* **TASK**
Extract the full set of records, then give each one again exactly.

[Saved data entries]
Segment Open
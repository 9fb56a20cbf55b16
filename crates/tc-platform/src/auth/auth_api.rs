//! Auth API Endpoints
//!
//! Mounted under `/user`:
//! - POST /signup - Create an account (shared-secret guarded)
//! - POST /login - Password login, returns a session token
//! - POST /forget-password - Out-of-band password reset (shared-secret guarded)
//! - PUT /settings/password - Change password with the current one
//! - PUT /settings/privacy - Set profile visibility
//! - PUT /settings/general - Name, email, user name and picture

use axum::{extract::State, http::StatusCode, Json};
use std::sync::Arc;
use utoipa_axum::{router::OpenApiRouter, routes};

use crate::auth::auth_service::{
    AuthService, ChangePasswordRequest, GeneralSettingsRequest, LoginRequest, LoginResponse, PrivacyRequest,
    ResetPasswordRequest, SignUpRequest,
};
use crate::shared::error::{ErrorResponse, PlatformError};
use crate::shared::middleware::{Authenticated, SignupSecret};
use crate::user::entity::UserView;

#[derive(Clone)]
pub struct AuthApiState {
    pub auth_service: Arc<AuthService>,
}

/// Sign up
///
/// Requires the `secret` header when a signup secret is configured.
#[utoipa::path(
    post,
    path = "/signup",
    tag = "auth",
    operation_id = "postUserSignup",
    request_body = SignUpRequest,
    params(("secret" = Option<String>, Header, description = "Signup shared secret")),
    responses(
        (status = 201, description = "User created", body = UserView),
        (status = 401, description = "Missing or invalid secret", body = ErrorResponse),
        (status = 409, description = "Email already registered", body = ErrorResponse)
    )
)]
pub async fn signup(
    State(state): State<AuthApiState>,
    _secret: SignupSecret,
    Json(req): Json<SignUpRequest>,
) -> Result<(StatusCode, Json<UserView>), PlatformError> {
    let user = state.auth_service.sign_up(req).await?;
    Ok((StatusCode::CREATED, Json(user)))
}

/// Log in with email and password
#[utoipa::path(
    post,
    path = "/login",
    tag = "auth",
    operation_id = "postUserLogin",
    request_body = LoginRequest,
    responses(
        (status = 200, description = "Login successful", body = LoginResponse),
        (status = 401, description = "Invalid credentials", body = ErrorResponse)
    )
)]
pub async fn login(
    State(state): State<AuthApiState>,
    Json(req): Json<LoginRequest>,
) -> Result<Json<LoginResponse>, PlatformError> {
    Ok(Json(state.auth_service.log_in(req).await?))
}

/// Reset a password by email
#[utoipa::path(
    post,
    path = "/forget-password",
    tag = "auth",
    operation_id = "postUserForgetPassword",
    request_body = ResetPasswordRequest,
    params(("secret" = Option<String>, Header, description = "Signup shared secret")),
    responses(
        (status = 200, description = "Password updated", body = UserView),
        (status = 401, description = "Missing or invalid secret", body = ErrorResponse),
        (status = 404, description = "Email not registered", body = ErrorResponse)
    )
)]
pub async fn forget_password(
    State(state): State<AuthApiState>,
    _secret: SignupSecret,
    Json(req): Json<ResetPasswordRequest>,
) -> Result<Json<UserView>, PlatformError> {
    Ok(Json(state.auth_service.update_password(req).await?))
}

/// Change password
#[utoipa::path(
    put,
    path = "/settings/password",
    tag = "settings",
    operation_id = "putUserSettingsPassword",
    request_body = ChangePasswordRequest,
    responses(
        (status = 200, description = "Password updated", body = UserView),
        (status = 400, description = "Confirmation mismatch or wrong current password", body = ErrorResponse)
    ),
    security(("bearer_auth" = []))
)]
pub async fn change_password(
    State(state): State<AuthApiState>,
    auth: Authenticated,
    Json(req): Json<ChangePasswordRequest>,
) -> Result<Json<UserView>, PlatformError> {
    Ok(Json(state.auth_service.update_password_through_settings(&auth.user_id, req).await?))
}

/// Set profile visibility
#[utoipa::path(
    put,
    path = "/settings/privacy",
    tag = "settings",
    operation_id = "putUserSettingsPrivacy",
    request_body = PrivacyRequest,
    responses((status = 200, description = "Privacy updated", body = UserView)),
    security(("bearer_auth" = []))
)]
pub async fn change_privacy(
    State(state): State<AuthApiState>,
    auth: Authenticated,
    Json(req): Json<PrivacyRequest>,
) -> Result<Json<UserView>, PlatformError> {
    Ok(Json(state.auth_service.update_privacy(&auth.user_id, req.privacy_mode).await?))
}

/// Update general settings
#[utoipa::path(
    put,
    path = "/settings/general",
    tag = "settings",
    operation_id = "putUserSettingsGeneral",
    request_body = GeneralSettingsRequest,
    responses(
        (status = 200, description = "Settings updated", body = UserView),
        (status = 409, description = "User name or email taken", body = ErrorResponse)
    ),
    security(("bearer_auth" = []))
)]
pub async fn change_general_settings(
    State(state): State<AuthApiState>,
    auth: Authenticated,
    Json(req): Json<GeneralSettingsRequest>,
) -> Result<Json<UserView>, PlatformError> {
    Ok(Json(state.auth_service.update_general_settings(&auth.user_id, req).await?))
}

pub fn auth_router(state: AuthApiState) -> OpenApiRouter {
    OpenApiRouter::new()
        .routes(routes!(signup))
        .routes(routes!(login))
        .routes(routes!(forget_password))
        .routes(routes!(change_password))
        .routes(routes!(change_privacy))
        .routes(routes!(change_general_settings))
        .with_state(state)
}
Segment Closed
* **ANSWER SPACE**
repository 9fb56a20cbf55b16
filename crates/tc-platform/src/auth/auth_api.rs
//! Auth API Endpoints
//!
//! Mounted under `/user`:
//! - POST /signup - Create an account (shared-secret guarded)
//! - POST /login - Password login, returns a session token
//! - POST /forget-password - Out-of-band password reset (shared-secret guarded)
//! - PUT /settings/password - Change password with the current one
//! - PUT /settings/privacy - Set profile visibility
//! - PUT /settings/general - Name, email, user name and picture

use axum::{extract::State, http::StatusCode, Json};
use std::sync::Arc;
use utoipa_axum::{router::OpenApiRouter, routes};

use crate::auth::auth_service::{
    AuthService, ChangePasswordRequest, GeneralSettingsRequest, LoginRequest, LoginResponse, PrivacyRequest,
    ResetPasswordRequest, SignUpRequest,
};
use crate::shared::error::{ErrorResponse, PlatformError};
use crate::shared::middleware::{Authenticated, SignupSecret};
use crate::user::entity::UserView;

#[derive(Clone)]
pub struct AuthApiState {
    pub auth_service: Arc<AuthService>,
}

/// Sign up
///
/// Requires the `secret` header when a signup secret is configured.
#[utoipa::path(
    post,
    path = "/signup",
    tag = "auth",
    operation_id = "postUserSignup",
    request_body = SignUpRequest,
    params(("secret" = Option<String>, Header, description = "Signup shared secret")),
    responses(
        (status = 201, description = "User created", body = UserView),
        (status = 401, description = "Missing or invalid secret", body = ErrorResponse),
        (status = 409, description = "Email already registered", body = ErrorResponse)
    )
)]
pub async fn signup(
    State(state): State<AuthApiState>,
    _secret: SignupSecret,
    Json(req): Json<SignUpRequest>,
) -> Result<(StatusCode, Json<UserView>), PlatformError> {
    let user = state.auth_service.sign_up(req).await?;
    Ok((StatusCode::CREATED, Json(user)))
}

/// Log in with email and password
#[utoipa::path(
    post,
    path = "/login",
    tag = "auth",
    operation_id = "postUserLogin",
    request_body = LoginRequest,
    responses(
        (status = 200, description = "Login successful", body = LoginResponse),
        (status = 401, description = "Invalid credentials", body = ErrorResponse)
    )
)]
pub async fn login(
    State(state): State<AuthApiState>,
    Json(req): Json<LoginRequest>,
) -> Result<Json<LoginResponse>, PlatformError> {
    Ok(Json(state.auth_service.log_in(req).await?))
}

/// Reset a password by email
#[utoipa::path(
    post,
    path = "/forget-password",
    tag = "auth",
    operation_id = "postUserForgetPassword",
    request_body = ResetPasswordRequest,
    params(("secret" = Option<String>, Header, description = "Signup shared secret")),
    responses(
        (status = 200, description = "Password updated", body = UserView),
        (status = 401, description = "Missing or invalid secret", body = ErrorResponse),
        (status = 404, description = "Email not registered", body = ErrorResponse)
    )
)]
pub async fn forget_password(
    State(state): State<AuthApiState>,
    _secret: SignupSecret,
    Json(req): Json<ResetPasswordRequest>,
) -> Result<Json<UserView>, PlatformError> {
    Ok(Json(state.auth_service.update_password(req).await?))
}

/// Change password
#[utoipa::path(
    put,
    path = "/settings/password",
    tag = "settings",
    operation_id = "putUserSettingsPassword",
    request_body = ChangePasswordRequest,
    responses(
        (status = 200, description = "Password updated", body = UserView),
        (status = 400, description = "Confirmation mismatch or wrong current password", body = ErrorResponse)
    ),
    security(("bearer_auth" = []))
)]
pub async fn change_password(
    State(state): State<AuthApiState>,
    auth: Authenticated,
    Json(req): Json<ChangePasswordRequest>,
) -> Result<Json<UserView>, PlatformError> {
    Ok(Json(state.auth_service.update_password_through_settings(&auth.user_id, req).await?))
}

/// Set profile visibility
#[utoipa::path(
    put,
    path = "/settings/privacy",
    tag = "settings",
    operation_id = "putUserSettingsPrivacy",
    request_body = PrivacyRequest,
    responses((status = 200, description = "Privacy updated", body = UserView)),
    security(("bearer_auth" = []))
)]
pub async fn change_privacy(
    State(state): State<AuthApiState>,
    auth: Authenticated,
    Json(req): Json<PrivacyRequest>,
) -> Result<Json<UserView>, PlatformError> {
    Ok(Json(state.auth_service.update_privacy(&auth.user_id, req.privacy_mode).await?))
}

/// Update general settings
#[utoipa::path(
    put,
    path = "/settings/general",
    tag = "settings",
    operation_id = "putUserSettingsGeneral",
    request_body = GeneralSettingsRequest,
    responses(
        (status = 200, description = "Settings updated", body = UserView),
        (status = 409, description = "User name or email taken", body = ErrorResponse)
    ),
    security(("bearer_auth" = []))
)]
pub async fn change_general_settings(
    State(state): State<AuthApiState>,
    auth: Authenticated,
    Json(req): Json<GeneralSettingsRequest>,
) -> Result<Json<UserView>, PlatformError> {
    Ok(Json(state.auth_service.update_general_settings(&auth.user_id, req).await?))
}

pub fn auth_router(state: AuthApiState) -> OpenApiRouter {
    OpenApiRouter::new()
        .routes(routes!(signup))
        .routes(routes!(login))
        .routes(routes!(forget_password))
        .routes(routes!(change_password))
        .routes(routes!(change_privacy))
        .routes(routes!(change_general_settings))
        .with_state(state)
}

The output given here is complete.